Наталья Полякова: Кирилл Владимирович, расскажите, пожалуйста, о литературных семинарах, студиях, клубах, которые Вы вели. В частности о студии при журнале Юность. Историю ее возникновения. Кто из ныне известных поэтов ходил на студию. Что стало с ней потом.

Кирилл Ковальджи: Началось это давно. Когда я закончил Литинститут, я поехал в Кишинев и, не успел там обосноваться, как устроил литобъединение при газете «Молодежь Молдавии». Было мне тогда 24. И по воспоминаниям тех, кто ходили на литобъединение, они воспринимали меня, как взрослого солидного мэтра. Это была первая проба. В редакции была литературная площадка, я стал готовить литстраницы для газеты. Делал я это с удовольствием, потому что я принес в Кишинев какой-то отзвук московской культуры, того, что происходило в столице. Опыт этот пригодился через несколько лет, когда я стал работать в журнале «Юность». Интересное совпадение. Когда я учился в школе, в 9 классе я выпустил рукописный журнал «Юность». Настоящего журнала «Юность» в то время еще не было. Он был основан только лет через пять Катаевым.

Наталья Полякова: Получается, Вы его предвосхитили?

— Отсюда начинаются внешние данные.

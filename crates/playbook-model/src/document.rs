//! Playbook document root

use serde::{Deserialize, Serialize};

use crate::connection::ConnectionConfig;
use crate::task::CertificateTask;

/// `config` block of a playbook
#[derive(Debug, Clone, PartialEq, Eq, Default, Serialize, Deserialize)]
pub struct PlaybookConfig {
    /// Connection block; required before the document can be serialized
    #[serde(default, skip_serializing_if = "Option::is_none")]
    pub connection: Option<ConnectionConfig>,
}

/// Root of the entity graph
///
/// Exclusively owns every descendant entity. Created at scenario start,
/// mutated in place, serialized once, then dropped.
#[derive(Debug, Clone, PartialEq, Eq, Default, Serialize, Deserialize)]
#[serde(rename_all = "camelCase")]
pub struct PlaybookDocument {
    /// Connection configuration
    #[serde(default)]
    pub config: PlaybookConfig,

    /// Tasks; `None` until the block is explicitly created
    #[serde(default, skip_serializing_if = "Option::is_none")]
    pub certificate_tasks: Option<Vec<CertificateTask>>,
}

impl PlaybookDocument {
    /// Create empty document
    #[inline]
    #[must_use]
    pub fn new() -> Self {
        Self::default()
    }

    /// Connection block, if set
    #[inline]
    #[must_use]
    pub fn connection(&self) -> Option<&ConnectionConfig> {
        self.config.connection.as_ref()
    }

    /// Find task by name
    ///
    /// Names are not unique. The first task in insertion order wins and
    /// later tasks with the same name are shadowed.
    #[must_use]
    pub fn find_task(&self, name: &str) -> Option<&CertificateTask> {
        self.certificate_tasks
            .as_ref()?
            .iter()
            .find(|task| task.name == name)
    }

    /// Mutable variant of [`Self::find_task`], same first-match rule
    pub fn find_task_mut(&mut self, name: &str) -> Option<&mut CertificateTask> {
        self.certificate_tasks
            .as_mut()?
            .iter_mut()
            .find(|task| task.name == name)
    }

    /// Number of tasks (zero when the block is absent)
    #[inline]
    #[must_use]
    pub fn task_count(&self) -> usize {
        self.certificate_tasks.as_ref().map_or(0, Vec::len)
    }
}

Кирилл Ковальджи: Получается. А потом в «Юности» работал. Был и членом редколлегии и зав.отделом. Московский горком комсомола и союз писателей как-то решили обратить внимание на творческую молодежь и учредить 11 студий: по прозе, поэзии, критике, детской литературе… И вести одну из студий предложили мне. Я охотно согласился. Это было в здании издательства «Молодая Гвардия». И ко мне стали приходить ребята. Тут важно отметить такой феномен: в брежневское время образовалось задержанное поколение. Это были молодые люди, которые были творчески преисполнены, у них был уже творческий багаж, но они не могли никак реализоваться, их нигде не печатали. После того, шумного, поколения 60-х годов: Евтушенко, Вознесенский, Ахмадулина… следующая волна не вышла на поверхность. И когда я начал вести студию, то обнаружилось все, что было искусственно задержано, поэты стали группироваться. Почему именно вокруг меня, не мне судить, было 11 подобных студий, но фактически наиболее жизнеспособной оказалась моя. Ко мне пришли поэты теперь весьма известные — Иван Жданов, Александр Еременко, недавно умерший Алексей Парщиков, Евгений Бунимович, Нина Искренко. Видимо я повел какую-то свою, либеральную политику. В том смысле, что никакого учета студийцев не вел, двери были открыты, кто хотел — приходил, кто хотел — уходил. И фильтрация происходила сама собой, потому что многие графоманы не выдерживали того уровня, который установился на студии, уходили сами. И оставалось ядро — человек 10-12-ть,  которые работали года три-четыре. Моя задача была не учить, потому что я не верю в какое-то учительство в творческом деле, главное — создать насыщенную культурную атмосферу, т.е.  говорить о поэтах, которых они не знали, многих тогда не печатали — или были запрещены, или жили за кордоном. А я кое-что знал и на студии рассказывал. Вовлекал студийцев в разговор. И старался создать такую атмосферу, чтобы не было обид. Чтобы все могли свободно, открыто и безбоязненно высказываться друг о друге. Не было никакой надежды на печать, не было и нездорового соперничества, зависти и ревности. И мне кажется, это одна из приятных традиций, которая тогда на студии установилась. Бессменным старостой студии был ныне всем известный Евгений Бунимович, поэт, учитель, депутат.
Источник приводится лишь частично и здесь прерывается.